Date of report (date of earliest event reported): August 30, 2018


edgewellexternallogoa27.jpg
EDGEWELL PERSONAL CARE COMPANY

(Exact name of registrant as specified in its charter)

Missouri
1-15401
43-1863181
(State or other jurisdiction of incorporation or organization)
(Commission File Number)
(I.R.S. Employer Identification No.)

1350 Timberlake Manor Parkway, Chesterfield, Missouri 63017
(Address of principal executive offices)
    
314-594-1900
(Registrant's telephone number, including area code)


Check the appropriate box below if the Form 8-K filing is intended to simultaneously satisfy the filing obligation of the registrant under any of the following provisions:
¨ Written communications pursuant to Rule 425 under the Securities Act (17 CFR 230.425)
¨ Soliciting material pursuant to Rule 14a-12 under the Exchange Act (17 CFR 240.14a-12)
¨ Pre-commencement communications pursuant to Rule 14d-2(b) under the Exchange Act (17 CFR 240.14d-2(b))
¨ Pre-commencement communications pursuant to Rule 13e-4(c) under the Exchange Act (17 CFR 240.13e-4(c))

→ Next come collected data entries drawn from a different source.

// SPDX-License-Identifier: BUSL-1.1
// Copyright (c) 2026 Alfred Jean LLC

//! Saga group specs: happy path, compensation, cancellation.

use crate::prelude::*;
use grist_conn::ConnOptions;
use grist_core::group::{CompensationSpec, GroupState};
use grist_queue::{FlowProducer, GroupSpec};
use std::collections::HashMap;

async fn producer(prefix: &str) -> FlowProducer {
    FlowProducer::connect(Some(prefix.to_string()), false, ConnOptions::default())
        .await
        .unwrap()
}

fn compensation_for(names: &[&str]) -> HashMap<String, CompensationSpec> {
    names
        .iter()
        .map(|name| {
            (
                name.to_string(),
                CompensationSpec {
                    name: format!("undo-{name}"),
                    data: None,
                    attempts: None,
                },
            )
        })
        .collect()
}

/// All members succeed: the group completes exactly once.
#[tokio::test]
async fn group_happy_path() {
    if !redis_ready() {
        return;
    }
    let prefix = test_prefix();
    let queue = Queue::connect("sagas", queue_options(&prefix)).await.unwrap();
    let worker =
        Worker::start("sagas", ok_processor(json!("done")), worker_options(&prefix))
            .await
            .unwrap();

    let (group_id, member_ids) = producer(&prefix)
        .await
        .add_group(GroupSpec {
            name: "g".into(),
            queue_name: "sagas".into(),
            jobs: vec![
                ("A".into(), json!({}), JobOpts::default()),
                ("B".into(), json!({}), JobOpts::default()),
                ("C".into(), json!({}), JobOpts::default()),
            ],
            compensation: None,
        })
        .await
        .unwrap();
    assert_eq!(member_ids.len(), 3);

    let record = poll_until(Duration::from_secs(15), || async {
        let record = queue.get_group(&group_id).await.unwrap();
        (record.state == GroupState::Completed).then_some(record)
    })
    .await;

    assert_eq!(record.completed_count, 3);
    assert_eq!(record.failed_count, 0);
    assert_eq!(record.total_jobs, 3);

    let events = events_of(&prefix, "sagas").await;
    let completed_events = events
        .iter()
        .filter(|e| matches!(e, grist_core::event::Event::GroupCompleted { .. }))
        .count();
    assert_eq!(completed_events, 1, "group:completed fires exactly once");

    worker.close().await;
    queue.pause().await.unwrap();
    queue.obliterate(Default::default()).await.unwrap();
}

/// One member fails after two succeeded: compensations run for the
/// completed members and the group settles to FAILED.
#[tokio::test]
async fn group_compensation_settles_to_failed() {
    if !redis_ready() {
        return;
    }
    let prefix = test_prefix();
    let queue = Queue::connect("checkout", queue_options(&prefix)).await.unwrap();

    // member processor: C fails, everything else succeeds
    let processor: Processor = Arc::new(|job, _ctx| {
        Box::pin(async move {
            if job.name == "C" {
                Err(ProcessError::transient("C exploded"))
            } else {
                Ok(json!({ "done": job.name }))
            }
        })
    });
    let worker = Worker::start("checkout", processor, worker_options(&prefix))
        .await
        .unwrap();

    // compensation processor records which originals it reversed
    let reversed = Arc::new(parking_lot::Mutex::new(Vec::<String>::new()));
    let seen = reversed.clone();
    let comp_processor: Processor = Arc::new(move |job, _ctx| {
        let seen = seen.clone();
        Box::pin(async move {
            let original = job.data["originalJobName"].as_str().unwrap_or("").to_string();
            seen.lock().push(original);
            Ok(json!("reversed"))
        })
    });
    let comp_worker = Worker::start(
        "checkout:compensation",
        comp_processor,
        worker_options(&prefix),
    )
    .await
    .unwrap();

    let (group_id, _) = producer(&prefix)
        .await
        .add_group(GroupSpec {
            name: "g".into(),
            queue_name: "checkout".into(),
            jobs: vec![
                ("A".into(), json!({}), JobOpts::default()),
                ("B".into(), json!({}), JobOpts::default()),
                // C waits so A and B complete first
                ("C".into(), json!({}), JobOpts::default().delay(500)),
            ],
            compensation: Some(compensation_for(&["A", "B"])),
        })
        .await
        .unwrap();

    // the group passes through COMPENSATING and settles to FAILED once
    // both compensations succeed
    let record = poll_until(Duration::from_secs(20), || async {
        let record = queue.get_group(&group_id).await.unwrap();
        (record.state == GroupState::Failed).then_some(record)
    })
    .await;

    assert_eq!(record.completed_count, 2);
    assert_eq!(record.failed_count, 1);
    assert_eq!(record.total_compensation_jobs, 2);
    assert_eq!(record.compensation_done_count, 2);

    let mut originals = reversed.lock().clone();
    originals.sort();
    assert_eq!(originals, vec!["A".to_string(), "B".to_string()]);

    let events = events_of(&prefix, "checkout").await;
    let compensating = events
        .iter()
        .filter(|e| matches!(e, grist_core::event::Event::GroupCompensating { .. }))
        .count();
    assert_eq!(compensating, 1, "exactly one compensation trigger");

    worker.close().await;
    comp_worker.close().await;
    queue.pause().await.unwrap();
    queue.obliterate(Default::default()).await.unwrap();
}

/// Cancelling a group with no completed members fails it and drops the
/// pending members atomically.
#[tokio::test]
async fn cancel_without_completions_fails_the_group() {
    if !redis_ready() {
        return;
    }
    let prefix = test_prefix();
    let queue = Queue::connect("batch", queue_options(&prefix)).await.unwrap();

    let (group_id, member_ids) = producer(&prefix)
        .await
        .add_group(GroupSpec {
            name: "g".into(),
            queue_name: "batch".into(),
            jobs: vec![
                ("A".into(), json!({}), JobOpts::default().delay(60_000)),
                ("B".into(), json!({}), JobOpts::default().delay(60_000)),
            ],
            compensation: None,
        })
        .await
        .unwrap();

    let state = queue.cancel_group(&group_id).await.unwrap();
    assert_eq!(state, GroupState::Failed);

    let record = queue.get_group(&group_id).await.unwrap();
    assert_eq!(record.cancelled_count, 2);
    for id in &member_ids {
        assert_eq!(queue.get_state(id).await.unwrap(), None);
    }

    // cancelling a terminal group is rejected
    assert!(queue.cancel_group(&group_id).await.is_err());

    queue.pause().await.unwrap();
    queue.obliterate(Default::default()).await.unwrap();
}

/// Group preconditions reject bad specs without writing anything.
#[tokio::test]
async fn group_preconditions() {
    if !redis_ready() {
        return;
    }
    let prefix = test_prefix();
    let flow = producer(&prefix).await;

    let empty = flow
        .add_group(GroupSpec {
            name: "g".into(),
            queue_name: "batch".into(),
            jobs: vec![],
            compensation: None,
        })
        .await;
    assert!(empty.is_err());

    let unmatched = flow
        .add_group(GroupSpec {
            name: "g".into(),
            queue_name: "batch".into(),
            jobs: vec![("A".into(), json!({}), JobOpts::default())],
            compensation: Some(compensation_for(&["Z"])),
        })
        .await;
    assert!(unmatched.is_err());
}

Indicate by check mark whether the registrant is an emerging growth company as defined in Rule 405 of the Securities Act of 1933 (§230.405 of this chapter) or Rule 12b-2 of the Securities Exchange Act of 1934 (§240.12b-2 of this chapter).
Emerging growth company
o
 
 
 

If an emerging growth company, indicate by check mark if the registrant has elected not to use the extended transition period for complying with any new or revised financial accounting standards provided pursuant to Section 13(a) of the Exchange Act. o






Item 5.02 Departure of Directors or Certain Officers; Election of Directors; Appointment of Certain Officers; Compensatory Arrangements of Certain Officers

On August 30, 2018, the Board of Directors (the “Board”) of Edgewell Personal Care Company (the “Company”), voted to increase the size of the Board effective October 1, 2018 (the “Effective Date”) from eight to ten members, and elected each of Joseph D. O’Leary and Gary K. Waring as a member of the Board effective on the Effective Date. Each of Mr. O’Leary and Mr. Waring will stand at the next election of directors at the 2019 annual meeting of the Company’s shareholders for a one-year term. Mr. O’Leary will serve on the Nominating and Executive Compensation Committee of the Board and Mr. Waring will serve on the Audit Committee of the Board.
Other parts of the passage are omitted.